[Saved entries]

++++++

use byteorder::{LittleEndian, ReadBytesExt};
use std::io::Cursor;

use anyhow::Result;

use crate::error::ZipError;

use super::extra::ExtraFields;

pub const EOCD_SIGNATURE: u32 = 0x0605_4b50;
pub const ZIP64_LOCATOR_SIGNATURE: u32 = 0x0706_4b50;
pub const ZIP64_EOCD_SIGNATURE: u32 = 0x0606_4b50;
pub const CDFH_SIGNATURE: u32 = 0x0201_4b50;
pub const LFH_SIGNATURE: u32 = 0x0403_4b50;
pub const DATA_DESCRIPTOR_SIGNATURE: u32 = 0x0807_4b50;
/// "Cr24" read as a little-endian u32.
pub const CRX_MAGIC: u32 = 0x3432_7243;

/// General purpose flag: entry is encrypted.
pub const FLAG_ENCRYPTED: u16 = 0x0001;
/// General purpose flag: sizes and crc follow the data in a descriptor.
pub const FLAG_DATA_DESCRIPTOR: u16 = 0x0008;
/// General purpose flag: name and comment are UTF-8.
pub const FLAG_UTF8: u16 = 0x0800;

fn ensure_len(data: &[u8], size: usize) -> Result<()> {
    if data.len() < size {
        return Err(ZipError::UnexpectedEnd {
            wanted: size,
            available: data.len(),
        }
        .into());
    }
    Ok(())
}

/// ZIP compression methods
#[derive(Debug, Clone, Copy, PartialEq, Eq)]
pub enum CompressionMethod {
    Stored,
    Deflate,
    Unknown(u16),
}

impl CompressionMethod {
    pub fn from_u16(value: u16) -> Self {
        match value {
            0 => CompressionMethod::Stored,
            8 => CompressionMethod::Deflate,
            _ => CompressionMethod::Unknown(value),
        }
    }
}

/// MS-DOS timestamp as stored in ZIP headers.
#[derive(Debug, Clone, Copy, PartialEq, Eq, Default)]
pub struct DosDateTime {
    pub year: u16,
    pub month: u8,
    pub day: u8,
    pub hour: u8,
    pub minute: u8,
    pub second: u8,
}

impl DosDateTime {
    pub fn from_dos(date: u16, time: u16) -> Self {
        Self {
            year: ((date >> 9) & 0x7F) + 1980,
            month: ((date >> 5) & 0x0F) as u8,
            day: (date & 0x1F) as u8,
            hour: ((time >> 11) & 0x1F) as u8,
            minute: ((time >> 5) & 0x3F) as u8,
            second: ((time & 0x1F) * 2) as u8,
        }
    }
}

/// End of Central Directory (EOCD) - 22 bytes minimum
#[derive(Debug, Clone)]
pub struct EndOfCentralDirectory {
    pub disk_number: u16,
    pub disk_with_cd: u16,
    pub disk_entries: u16,
    pub total_entries: u16,
    pub cd_size: u32,
    pub cd_offset: u32,
    pub comment_len: u16,
}

impl EndOfCentralDirectory {
    pub const SIGNATURE: &'static [u8] = b"PK\x05\x06";
    pub const SIZE: usize = 22;

    pub fn from_bytes(data: &[u8]) -> Result<Self> {
        ensure_len(data, Self::SIZE)?;
        let mut cursor = Cursor::new(data);

        let signature = cursor.read_u32::<LittleEndian>()?;
        if signature != EOCD_SIGNATURE {
            return Err(ZipError::InvalidSignature {
                record: "end of central directory",
                found: signature,
            }
            .into());
        }

        Ok(Self {
            disk_number: cursor.read_u16::<LittleEndian>()?,
            disk_with_cd: cursor.read_u16::<LittleEndian>()?,
            disk_entries: cursor.read_u16::<LittleEndian>()?,
            total_entries: cursor.read_u16::<LittleEndian>()?,
            cd_size: cursor.read_u32::<LittleEndian>()?,
            cd_offset: cursor.read_u32::<LittleEndian>()?,
            comment_len: cursor.read_u16::<LittleEndian>()?,
        })
    }

    /// Record count or directory offset hold the ZIP64 sentinel.
    pub fn is_zip64(&self) -> bool {
        self.total_entries == 0xFFFF || self.cd_offset == 0xFFFF_FFFF
    }
}

/// ZIP64 End of Central Directory Locator - 20 bytes
#[derive(Debug, Clone)]
pub struct Zip64EOCDLocator {
    pub disk_with_eocd64: u32,
    pub eocd64_offset: u64,
    pub total_disks: u32,
}

impl Zip64EOCDLocator {
    pub const SIZE: usize = 20;

    pub fn from_bytes(data: &[u8]) -> Result<Self> {
        ensure_len(data, Self::SIZE)?;
        let mut cursor = Cursor::new(data);

        let signature = cursor.read_u32::<LittleEndian>()?;
        if signature != ZIP64_LOCATOR_SIGNATURE {
            return Err(ZipError::Zip64SignatureMismatch {
                record: "zip64 end of central directory locator",
                expected: ZIP64_LOCATOR_SIGNATURE,
                found: signature,
            }
            .into());
        }

        Ok(Self {
            disk_with_eocd64: cursor.read_u32::<LittleEndian>()?,
            eocd64_offset: cursor.read_u64::<LittleEndian>()?,
            total_disks: cursor.read_u32::<LittleEndian>()?,
        })
    }
}

/// ZIP64 End of Central Directory - 56 bytes minimum
#[derive(Debug, Clone)]
pub struct Zip64EOCD {
    pub eocd64_size: u64,
    pub version_made_by: u16,
    pub version_needed: u16,
    pub disk_number: u32,
    pub disk_with_cd: u32,
    pub disk_entries: u64,
    pub total_entries: u64,
    pub cd_size: u64,
    pub cd_offset: u64,
}

impl Zip64EOCD {
    pub const MIN_SIZE: usize = 56;

    pub fn from_bytes(data: &[u8]) -> Result<Self> {
        ensure_len(data, Self::MIN_SIZE)?;
        let mut cursor = Cursor::new(data);

        let signature = cursor.read_u32::<LittleEndian>()?;
        if signature != ZIP64_EOCD_SIGNATURE {
            return Err(ZipError::Zip64SignatureMismatch {
                record: "zip64 end of central directory record",
                expected: ZIP64_EOCD_SIGNATURE,
                found: signature,
            }
            .into());
        }

        Ok(Self {
            eocd64_size: cursor.read_u64::<LittleEndian>()?,
            version_made_by: cursor.read_u16::<LittleEndian>()?,
            version_needed: cursor.read_u16::<LittleEndian>()?,
            disk_number: cursor.read_u32::<LittleEndian>()?,
            disk_with_cd: cursor.read_u32::<LittleEndian>()?,
            disk_entries: cursor.read_u64::<LittleEndian>()?,
            total_entries: cursor.read_u64::<LittleEndian>()?,
            cd_size: cursor.read_u64::<LittleEndian>()?,
            cd_offset: cursor.read_u64::<LittleEndian>()?,
        })
    }
}

/// Central Directory File Header (CDFH), fixed 46-byte part
#[derive(Debug, Clone)]
pub struct CentralDirectoryHeader {
    pub version_made_by: u16,
    pub version_needed: u16,
    pub flags: u16,
    pub compression_method: u16,
    pub last_mod_time: u16,
    pub last_mod_date: u16,
    pub crc32: u32,
    pub compressed_size: u32,
    pub uncompressed_size: u32,
    pub file_name_length: u16,
    pub extra_field_length: u16,
    pub file_comment_length: u16,
    pub disk_number_start: u16,
    pub internal_attrs: u16,
    pub external_attrs: u32,
    pub lfh_offset: u32,
}

impl CentralDirectoryHeader {
    pub const SIZE: usize = 46;

    pub fn from_bytes(data: &[u8]) -> Result<Self> {
        ensure_len(data, Self::SIZE)?;
        let mut cursor = Cursor::new(data);

        let signature = cursor.read_u32::<LittleEndian>()?;
        if signature != CDFH_SIGNATURE {
            return Err(ZipError::InvalidSignature {
                record: "central directory file header",
                found: signature,
            }
            .into());
        }

        Ok(Self {
            version_made_by: cursor.read_u16::<LittleEndian>()?,
            version_needed: cursor.read_u16::<LittleEndian>()?,
            flags: cursor.read_u16::<LittleEndian>()?,
            compression_method: cursor.read_u16::<LittleEndian>()?,
            last_mod_time: cursor.read_u16::<LittleEndian>()?,
            last_mod_date: cursor.read_u16::<LittleEndian>()?,
            crc32: cursor.read_u32::<LittleEndian>()?,
            compressed_size: cursor.read_u32::<LittleEndian>()?,
            uncompressed_size: cursor.read_u32::<LittleEndian>()?,
            file_name_length: cursor.read_u16::<LittleEndian>()?,
            extra_field_length: cursor.read_u16::<LittleEndian>()?,
            file_comment_length: cursor.read_u16::<LittleEndian>()?,
            disk_number_start: cursor.read_u16::<LittleEndian>()?,
            internal_attrs: cursor.read_u16::<LittleEndian>()?,
            external_attrs: cursor.read_u32::<LittleEndian>()?,
            lfh_offset: cursor.read_u32::<LittleEndian>()?,
        })
    }
}

/// Local File Header (LFH), fixed 30-byte part
#[derive(Debug, Clone)]
pub struct LocalFileHeader {
    pub version_needed: u16,
    pub flags: u16,
    pub compression_method: u16,
    pub last_mod_time: u16,
    pub last_mod_date: u16,
    pub crc32: u32,
    pub compressed_size: u32,
    pub uncompressed_size: u32,
    pub file_name_length: u16,
    pub extra_field_length: u16,
}

impl LocalFileHeader {
    pub const SIZE: usize = 30;

    pub fn from_bytes(data: &[u8]) -> Result<Self> {
        ensure_len(data, Self::SIZE)?;
        let mut cursor = Cursor::new(data);

        let signature = cursor.read_u32::<LittleEndian>()?;
        if signature != LFH_SIGNATURE {
            return Err(ZipError::InvalidSignature {
                record: "local file header",
                found: signature,
            }
            .into());
        }

        Ok(Self {
            version_needed: cursor.read_u16::<LittleEndian>()?,
            flags: cursor.read_u16::<LittleEndian>()?,
            compression_method: cursor.read_u16::<LittleEndian>()?,
            last_mod_time: cursor.read_u16::<LittleEndian>()?,
            last_mod_date: cursor.read_u16::<LittleEndian>()?,
            crc32: cursor.read_u32::<LittleEndian>()?,
            compressed_size: cursor.read_u32::<LittleEndian>()?,
            uncompressed_size: cursor.read_u32::<LittleEndian>()?,
            file_name_length: cursor.read_u16::<LittleEndian>()?,
            extra_field_length: cursor.read_u16::<LittleEndian>()?,
        })
    }
}

/// Chrome extension (CRX) prefix in front of the embedded archive
#[derive(Debug, Clone)]
pub struct CrxHeader {
    pub version: u32,
    pub public_key: Vec<u8>,
    pub signature: Vec<u8>,
    /// Total prefix length; every archive offset is shifted by this much.
    pub size: u64,
}

/// The 12 bytes following the CRX magic.
#[derive(Debug, Clone, Copy)]
pub struct CrxPrelude {
    pub version: u32,
    pub public_key_len: u32,
    pub signature_len: u32,
}

impl CrxPrelude {
    pub const SIZE: usize = 12;

    pub fn from_bytes(data: &[u8]) -> Result<Self> {
        ensure_len(data, Self::SIZE)?;
        let mut cursor = Cursor::new(data);
        Ok(Self {
            version: cursor.read_u32::<LittleEndian>()?,
            public_key_len: cursor.read_u32::<LittleEndian>()?,
            signature_len: cursor.read_u32::<LittleEndian>()?,
        })
    }

    /// Split the key and signature bytes that follow the prelude.
    pub fn into_header(self, key_and_signature: &[u8]) -> Result<CrxHeader> {
        let key_len = self.public_key_len as usize;
        let total = key_len + self.signature_len as usize;
        ensure_len(key_and_signature, total)?;
        Ok(CrxHeader {
            version: self.version,
            public_key: key_and_signature[..key_len].to_vec(),
            signature: key_and_signature[key_len..total].to_vec(),
            size: 4 + Self::SIZE as u64 + total as u64,
        })
    }
}

/// Kind of a central directory entry
#[derive(Debug, Clone, Copy, PartialEq, Eq)]
pub enum EntryType {
    File,
    Directory,
}

/// Parsed central directory entry
#[derive(Debug, Clone)]
pub struct ZipFileEntry {
    /// Decoded path: UTF-8 when flagged, CP437 otherwise, or the Unicode
    /// Path extra field when it matches the raw name.
    pub path: String,
    pub raw_path: Vec<u8>,
    pub entry_type: EntryType,
    pub version_made_by: u16,
    pub version_needed: u16,
    pub flags: u16,
    pub compression_method: CompressionMethod,
    pub compressed_size: u64,
    pub uncompressed_size: u64,
    pub crc32: u32,
    pub last_mod_time: u16,
    pub last_mod_date: u16,
    pub last_modified: DosDateTime,
    /// Already shifted by any CRX prefix.
    pub lfh_offset: u64,
    pub file_name_length: u16,
    pub extra_field_length: u16,
    pub internal_attrs: u16,
    pub external_attrs: u32,
    pub extra: ExtraFields,
    pub comment: String,
}

impl ZipFileEntry {
    pub fn is_directory(&self) -> bool {
        self.entry_type == EntryType::Directory
    }

    pub fn is_encrypted(&self) -> bool {
        self.flags & FLAG_ENCRYPTED != 0
    }

    pub fn is_utf8(&self) -> bool {
        self.flags & FLAG_UTF8 != 0
    }
}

++++++

*Task prompt:* Each line above where the word "CompressionMethod" occurs should be returned in full.

*Reply:*
pub enum CompressionMethod {
impl CompressionMethod {
            0 => CompressionMethod::Stored,
            8 => CompressionMethod::Deflate,
            _ => CompressionMethod::Unknown(value),
    pub compression_method: CompressionMethod,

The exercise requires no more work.